Despite expectations of quick payouts, growers say they are still waiting for money Salyer American Fresh Foods failed to pay them before closing last year.

Growers seeking Salyer PACA money

Lawsuits in California district court allege Bank of the West, the lender suing Salyer American, Monterey, over not paying back $35 million in loans, is withholding about $2 million set aside for payments under the Perishable Agricultural Commodities Act that growers say they are entitled to.

Patricia Rynn, a Newport Beach, Calif., attorney representing eight Salinas-area growers in the lawsuit, including Mann Packing Co., Taylor Farms, and NewStar Fresh Foods, said it’s unclear why the bank is refusing to pay growers when they have legitimate claims to the money.

“We had originally thought that all our claims would be paid,” Rynn said.

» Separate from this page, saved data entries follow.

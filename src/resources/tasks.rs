use reqwest::Method;
use serde_json::Value;

use crate::client::{AttioClient, QueryParams};
use crate::error::Result;
use crate::resources::path_segment;

impl AttioClient {
    /// List tasks, optionally filtered via query parameters
    pub async fn list_tasks(&self, query: Option<&QueryParams>) -> Result<Value> {
        self.request(Method::GET, "/tasks", None, query).await
    }

    /// Create a new task
    pub async fn create_task(&self, payload: &Value) -> Result<Value> {
        self.request(Method::POST, "/tasks", Some(payload), None)
            .await
    }

    /// Get a single task by id
    pub async fn get_task(&self, task_id: &str) -> Result<Value> {
        let path = format!("/tasks/{}", path_segment(task_id));
        self.request(Method::GET, &path, None, None).await
    }

    /// Update a single task
    pub async fn update_task(&self, task_id: &str, payload: &Value) -> Result<Value> {
        let path = format!("/tasks/{}", path_segment(task_id));
        self.request(Method::PATCH, &path, Some(payload), None)
            .await
    }

    /// Delete a single task by id
    pub async fn delete_task(&self, task_id: &str) -> Result<Value> {
        let path = format!("/tasks/{}", path_segment(task_id));
        self.request(Method::DELETE, &path, None, None).await
    }
}
use std::fmt;

use serde_json::Value;
use thiserror::Error;

/// Result type alias for Attio client operations
pub type Result<T> = std::result::Result<T, AttioError>;

/// Error types for Attio client operations
#[derive(Debug, Error)]
pub enum AttioError {
    #[error("HTTP request error: {0}")]
    Http(#[from] reqwest::Error),

    #[error("JSON error: {0}")]
    Json(#[from] serde_json::Error),

    #[error("URL parse error: {0}")]
    UrlParse(#[from] url::ParseError),

    /// Non-success response from the API, classified by status code
    #[error("{kind} ({status}): {message}")]
    Api {
        kind: ErrorKind,
        status: u16,
        message: String,
    },

    #[error("Invalid configuration: {message}")]
    InvalidConfig { message: String },
}

impl AttioError {
    /// Create a new invalid configuration error
    pub fn invalid_config<S: Into<String>>(message: S) -> Self {
        Self::InvalidConfig {
            message: message.into(),
        }
    }

    /// Classification of an API error, or `None` for transport and local errors
    pub fn kind(&self) -> Option<ErrorKind> {
        match self {
            Self::Api { kind, .. } => Some(*kind),
            _ => None,
        }
    }

    /// Status code of an API error, or `None` for transport and local errors
    pub fn status(&self) -> Option<u16> {
        match self {
            Self::Api { status, .. } => Some(*status),
            _ => None,
        }
    }
}

/// Failure class of a non-success API response, derived from the status code
#[derive(Debug, Clone, Copy, PartialEq, Eq, Hash)]
pub enum ErrorKind {
    BadRequest,
    Unauthorized,
    Forbidden,
    NotFound,
    Conflict,
    Unprocessable,
    RateLimited,
    Server,
    Other,
}

impl ErrorKind {
    /// Map an HTTP status code to its failure class
    pub fn from_status(status: u16) -> Self {
        match status {
            400 => Self::BadRequest,
            401 => Self::Unauthorized,
            403 => Self::Forbidden,
            404 => Self::NotFound,
            409 => Self::Conflict,
            422 => Self::Unprocessable,
            429 => Self::RateLimited,
            status if status >= 500 => Self::Server,
            _ => Self::Other,
        }
    }
}

impl fmt::Display for ErrorKind {
    fn fmt(&self, f: &mut fmt::Formatter<'_>) -> fmt::Result {
        let label = match self {
            Self::BadRequest => "Bad Request",
            Self::Unauthorized => "Unauthorized",
            Self::Forbidden => "Forbidden",
            Self::NotFound => "Not Found",
            Self::Conflict => "Conflict",
            Self::Unprocessable => "Unprocessable Entity",
            Self::RateLimited => "Rate Limited",
            Self::Server => "Server Error",
            Self::Other => "Request failed",
        };
        write!(f, "{label}")
    }
}

/// Convert a non-success response into the matching [`AttioError::Api`] value.
///
/// The message prefers the structured `message` field of a JSON body and
/// falls back to the raw body text.
pub(crate) fn classify_response(status: u16, body: &str) -> AttioError {
    AttioError::Api {
        kind: ErrorKind::from_status(status),
        status,
        message: extract_error_message(body),
    }
}

fn extract_error_message(body: &str) -> String {
    serde_json::from_str::<Value>(body)
        .ok()
        .and_then(|data| {
            data.get("message")
                .and_then(Value::as_str)
                .map(str::to_owned)
        })
        .unwrap_or_else(|| body.to_string())
}

#[cfg(test)]
mod tests {
    use super::*;

    #[test]
    fn kind_mapping_follows_status_codes() {
        let cases = [
            (400, ErrorKind::BadRequest),
            (401, ErrorKind::Unauthorized),
            (403, ErrorKind::Forbidden),
            (404, ErrorKind::NotFound),
            (409, ErrorKind::Conflict),
            (422, ErrorKind::Unprocessable),
            (429, ErrorKind::RateLimited),
            (500, ErrorKind::Server),
            (503, ErrorKind::Server),
            (599, ErrorKind::Server),
            (418, ErrorKind::Other),
            (301, ErrorKind::Other),
        ];

        for (status, kind) in cases {
            assert_eq!(ErrorKind::from_status(status), kind, "status {status}");
        }
    }

    #[test]
    fn classifier_prefers_structured_message() {
        let error = classify_response(404, r#"{"message": "No such record"}"#);
        assert_eq!(error.kind(), Some(ErrorKind::NotFound));
        assert_eq!(error.status(), Some(404));
        assert_eq!(error.to_string(), "Not Found (404): No such record");
    }

    #[test]
    fn classifier_falls_back_to_raw_body() {
        let error = classify_response(500, "upstream exploded");
        assert_eq!(error.to_string(), "Server Error (500): upstream exploded");
    }

    #[test]
    fn classifier_ignores_non_string_message() {
        let error = classify_response(400, r#"{"message": 42}"#);
        assert_eq!(error.to_string(), r#"Bad Request (400): {"message": 42}"#);
    }

    #[test]
    fn classifier_keeps_empty_body() {
        let error = classify_response(429, "");
        assert_eq!(error.to_string(), "Rate Limited (429): ");
        assert_eq!(error.kind(), Some(ErrorKind::RateLimited));
    }

    #[test]
    fn unmapped_status_uses_generic_label() {
        let error = classify_response(418, "teapot");
        assert_eq!(error.kind(), Some(ErrorKind::Other));
        assert_eq!(error.to_string(), "Request failed (418): teapot");
    }

    #[test]
    fn invalid_config_constructor_sets_message() {
        let error = AttioError::invalid_config("missing key");
        assert_eq!(error.to_string(), "Invalid configuration: missing key");
        assert_eq!(error.kind(), None);
        assert_eq!(error.status(), None);
    }
}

According to court documents, Rynn’s clients said they haven’t been paid $1.3 million for vegetables sold to Salyer American. Other Salinas-area growers involved in the lawsuit also allege they are owed $1.7 million by Salyer American, which is under court-appointed receivership.

The company’s owner, Scott Salyer, is in federal custody on 20 felony charges in an unrelated criminal investigation.

The growers allege money for payment is being withheld by Banks of the West, in violation of PACA, so the bank can pay other creditors first, according to court documents, despite repeated demands by PACA claimants.

Bank of the West attorney Robert Kaplan did not return a request for comment. But according to court documents, Bank of the West claims it’s not liable under PACA because the bank did not receive any PACA money in the receiver’s September 2009 report, filed in November, among other reasons.

The “Bank is not and has never been in possession of the PACA trust assets to which plaintiffs claim a right,” the bank said in its filings.

Rynn said some of her clients have been paid about $437,000 but they were trade creditors with more basic documentation of their bills to Salyer American. But growers, Rynn said, have clear rights to PACA payments as well for the proceeds of their vegetables sold to Salyer American.

A hearing to set up a PACA claims procedure, which Bank of the West has objected to in court filings, is set for March 5 in San Jose.

Paul Moncrief, a Salinas-based attorney representing five growers in the case, said he expects the judge to approve the claims process to help resolve disputes between the parties and help growers recover their money.

“The receiver has set aside money to claims,” Moncrief said.

Another Salinas grower in the suit, Major Farms, is also claiming it’s owed more than $432,000 from Salyer American both in proceeds from the sale of its vegetables and in losses from discing under crops after Salyer American shut down in April 2009, said the company’s attorney, Effie Anastassiou.

“They just haven’t paid,” Anastassiou said.